Teurer Freund: Katharina und ihr Hund Buddy Foto: Assistenz- und Servicehunde in Bayern e.V.

BERLIN taz | Treffen sich ein Blinder, ein Traumatisierter und eine Epileptikerin mit ihren Assistenzhunden zum Einkaufen. Sagt das Supermarktpersonal: Ihr dürft hier nicht rein. Ein fiktives Szenario – aber eines, das genauso eintreten könnte.

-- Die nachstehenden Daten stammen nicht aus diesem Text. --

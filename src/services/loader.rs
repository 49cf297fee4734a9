//! Dataset loading.
//!
//! Every dataset is fetched and parsed independently. A failed or timed-out
//! dataset never affects the others. [`LoadBarrier`] collects outcomes in
//! whatever order they arrive and only yields a [`LoadReport`] once every
//! expected dataset has settled, which is the single "all layers ready"
//! signal the view waits for before building the layer control.

use async_trait::async_trait;
use chrono::{DateTime, Utc};
use futures::stream::{FuturesUnordered, StreamExt};
use geojson::{FeatureCollection, GeoJson};
use std::collections::BTreeMap;
use std::path::PathBuf;
use std::time::Duration;
use thiserror::Error;
use tracing::{debug, info, warn};

use crate::config::LoadingConfig;
use crate::models::{DatasetId, DatasetSpec};

/// Why a dataset could not be loaded.
#[derive(Debug, Error)]
pub enum LoadError {
    /// The file could not be read.
    #[error("failed to read {}: {source}", path.display())]
    Io {
        /// File that failed
        path: PathBuf,
        /// Underlying error
        #[source]
        source: std::io::Error,
    },
    /// The source reported a failure (network error, missing object...).
    #[error("source unavailable: {0}")]
    Unavailable(String),
    /// The content is not valid GeoJSON.
    #[error("invalid GeoJSON: {0}")]
    Parse(#[from] geojson::Error),
    /// Valid GeoJSON, but not a FeatureCollection.
    #[error("expected a FeatureCollection, found a {0}")]
    NotFeatureCollection(&'static str),
    /// No attempt finished within the per-attempt timeout.
    #[error("timed out after {}ms", .0.as_millis())]
    Timeout(Duration),
    /// The load never reported an outcome.
    #[error("load did not complete")]
    Unsettled,
}

impl LoadError {
    /// Whether another attempt could succeed. Malformed content never will.
    pub fn is_retryable(&self) -> bool {
        matches!(
            self,
            Self::Io { .. } | Self::Unavailable(_) | Self::Timeout(_)
        )
    }
}

/// Where dataset content comes from.
#[async_trait]
pub trait DatasetSource: Send + Sync {
    /// Returns the raw GeoJSON text of a dataset.
    async fn fetch(&self, spec: &DatasetSpec) -> Result<String, LoadError>;
}

/// Reads datasets from a directory on disk.
#[derive(Debug, Clone)]
pub struct FileSource {
    root: PathBuf,
}

impl FileSource {
    /// Creates a source rooted at `root`.
    pub fn new(root: impl Into<PathBuf>) -> Self {
        Self { root: root.into() }
    }

    /// Resolved path of a dataset file.
    pub fn path_for(&self, spec: &DatasetSpec) -> PathBuf {
        self.root.join(&spec.file)
    }
}

#[async_trait]
impl DatasetSource for FileSource {
    async fn fetch(&self, spec: &DatasetSpec) -> Result<String, LoadError> {
        let path = self.path_for(spec);
        tokio::fs::read_to_string(&path)
            .await
            .map_err(|source| LoadError::Io { path, source })
    }
}

/// Most retries a single dataset gets, whatever the policy asks for.
pub const MAX_RETRIES: u32 = 10;

/// Longest delay between two attempts.
pub const MAX_BACKOFF: Duration = Duration::from_secs(30);

/// Timeout and retry settings applied to each dataset.
#[derive(Debug, Clone, Copy, PartialEq, Eq)]
pub struct LoadPolicy {
    /// Upper bound for a single fetch; parsing runs after the fetch returns
    pub timeout: Duration,
    /// Additional attempts after the first failure, capped at [`MAX_RETRIES`]
    pub retries: u32,
    /// Delay before the first retry; doubles on each further retry up to
    /// [`MAX_BACKOFF`]
    pub backoff: Duration,
}

impl LoadPolicy {
    /// Delay before retry number `attempt` (0-based).
    pub fn backoff_for(&self, attempt: u32) -> Duration {
        self.backoff
            .saturating_mul(2_u32.saturating_pow(attempt))
            .min(MAX_BACKOFF)
    }

    /// Retries actually attempted.
    pub fn effective_retries(&self) -> u32 {
        self.retries.min(MAX_RETRIES)
    }
}

impl Default for LoadPolicy {
    fn default() -> Self {
        Self::from(&LoadingConfig::default())
    }
}

impl From<&LoadingConfig> for LoadPolicy {
    fn from(config: &LoadingConfig) -> Self {
        Self {
            timeout: Duration::from_millis(config.timeout_ms),
            retries: config.retries,
            backoff: Duration::from_millis(config.backoff_ms),
        }
    }
}

/// Parses GeoJSON text that must hold a FeatureCollection.
pub fn parse_collection(text: &str) -> Result<FeatureCollection, LoadError> {
    match text.parse::<GeoJson>()? {
        GeoJson::FeatureCollection(collection) => Ok(collection),
        GeoJson::Feature(_) => Err(LoadError::NotFeatureCollection("Feature")),
        GeoJson::Geometry(_) => Err(LoadError::NotFeatureCollection("Geometry")),
    }
}

/// Loads one dataset, retrying transient failures with exponential backoff.
pub async fn load_dataset<S: DatasetSource + ?Sized>(
    source: &S,
    spec: &DatasetSpec,
    policy: &LoadPolicy,
) -> Result<FeatureCollection, LoadError> {
    let retries = policy.effective_retries();
    let mut attempt = 0;
    loop {
        let result = match tokio::time::timeout(policy.timeout, source.fetch(spec)).await {
            Ok(Ok(text)) => parse_collection(&text),
            Ok(Err(err)) => Err(err),
            Err(_) => Err(LoadError::Timeout(policy.timeout)),
        };

        match result {
            Ok(collection) => return Ok(collection),
            Err(err) if attempt < retries && err.is_retryable() => {
                let delay = policy.backoff_for(attempt);
                attempt += 1;
                warn!(
                    dataset = %spec.id,
                    attempt,
                    error = %err,
                    "dataset load failed, retrying in {}ms",
                    delay.as_millis()
                );
                tokio::time::sleep(delay).await;
            }
            Err(err) => return Err(err),
        }
    }
}

/// A dataset that loaded successfully.
#[derive(Debug, Clone)]
pub struct LoadedDataset {
    /// Dataset id
    pub id: DatasetId,
    /// Parsed features
    pub collection: FeatureCollection,
}

/// A dataset that failed for good.
#[derive(Debug)]
pub struct FailedDataset {
    /// Dataset id
    pub id: DatasetId,
    /// Final error
    pub error: LoadError,
}

/// Outcome of loading every expected dataset.
#[derive(Debug)]
pub struct LoadReport {
    /// Loaded datasets, in expected order
    pub loaded: Vec<LoadedDataset>,
    /// Failed datasets, in expected order
    pub failed: Vec<FailedDataset>,
    /// When the last dataset settled
    pub finished_at: DateTime<Utc>,
}

impl LoadReport {
    /// Parsed features of a loaded dataset.
    pub fn collection(&self, id: &DatasetId) -> Option<&FeatureCollection> {
        self.loaded
            .iter()
            .find(|d| &d.id == id)
            .map(|d| &d.collection)
    }

    /// Error of a failed dataset.
    pub fn failure(&self, id: &DatasetId) -> Option<&LoadError> {
        self.failed.iter().find(|d| &d.id == id).map(|d| &d.error)
    }
}

/// Collects dataset outcomes keyed by dataset id.
#[derive(Debug)]
pub struct LoadBarrier {
    expected: Vec<DatasetId>,
    settled: BTreeMap<DatasetId, Result<FeatureCollection, LoadError>>,
}

impl LoadBarrier {
    /// Creates a barrier waiting for `expected` (duplicates are ignored).
    pub fn new(expected: impl IntoIterator<Item = DatasetId>) -> Self {
        let mut ids: Vec<DatasetId> = Vec::new();
        for id in expected {
            if !ids.contains(&id) {
                ids.push(id);
            }
        }
        Self {
            expected: ids,
            settled: BTreeMap::new(),
        }
    }

    /// Records an outcome. Returns false when the id is not expected or has
    /// already settled; the first outcome wins.
    pub fn complete(
        &mut self,
        id: &DatasetId,
        outcome: Result<FeatureCollection, LoadError>,
    ) -> bool {
        if !self.expected.contains(id) {
            warn!(dataset = %id, "ignoring outcome for unexpected dataset");
            return false;
        }
        if self.settled.contains_key(id) {
            debug!(dataset = %id, "ignoring repeated outcome");
            return false;
        }
        self.settled.insert(id.clone(), outcome);
        true
    }

    /// Whether every expected dataset has settled.
    pub fn is_ready(&self) -> bool {
        self.expected.iter().all(|id| self.settled.contains_key(id))
    }

    /// Datasets still waiting for an outcome.
    pub fn pending(&self) -> Vec<&DatasetId> {
        self.expected
            .iter()
            .filter(|id| !self.settled.contains_key(*id))
            .collect()
    }

    /// Builds the report if every dataset has settled.
    pub fn try_finish(self) -> Result<LoadReport, Self> {
        if self.is_ready() {
            Ok(self.finish())
        } else {
            Err(self)
        }
    }

    /// Builds the report; datasets still pending are reported as
    /// [`LoadError::Unsettled`].
    pub fn finish(mut self) -> LoadReport {
        let mut loaded = Vec::new();
        let mut failed = Vec::new();

        for id in self.expected {
            match self.settled.remove(&id) {
                Some(Ok(collection)) => loaded.push(LoadedDataset { id, collection }),
                Some(Err(error)) => failed.push(FailedDataset { id, error }),
                None => failed.push(FailedDataset {
                    id,
                    error: LoadError::Unsettled,
                }),
            }
        }

        LoadReport {
            loaded,
            failed,
            finished_at: Utc::now(),
        }
    }
}

/// Loads every dataset concurrently and returns once all have settled.
pub async fn load_all<S: DatasetSource + ?Sized>(
    source: &S,
    specs: &[DatasetSpec],
    policy: &LoadPolicy,
) -> LoadReport {
    let mut barrier = LoadBarrier::new(specs.iter().map(|spec| spec.id.clone()));

    let mut pending: FuturesUnordered<_> = specs
        .iter()
        .map(|spec| async move { (&spec.id, load_dataset(source, spec, policy).await) })
        .collect();

    while let Some((id, outcome)) = pending.next().await {
        match &outcome {
            Ok(collection) => info!(
                dataset = %id,
                features = collection.features.len(),
                "dataset loaded"
            ),
            Err(err) => warn!(dataset = %id, error = %err, "dataset failed to load"),
        }
        barrier.complete(id, outcome);
    }

    let report = barrier.finish();
    info!(
        loaded = report.loaded.len(),
        failed = report.failed.len(),
        "all datasets settled"
    );
    report
}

Denn bis heute gibt es in Deutschland kein Gesetz, das den Zutritt für Assistenzhunde an Orten regelt, wo Hunde generell nicht zugelassen sind: Lebensmittelläden, Krankenhäuser oder Arztpraxen etwa. Im Alltag entstehen so vielfach Probleme: Das Personal der Einrichtungen ist nicht instruiert, wie mit den Assistenzhunden umzugehen ist, andere Kund*innen oder Patient*innen ekeln oder fürchten sich, manche fühlen sich ungleich behandelt, weil ihre Hunde draußen bleiben müssen. Und das ist nicht das einzige Problem.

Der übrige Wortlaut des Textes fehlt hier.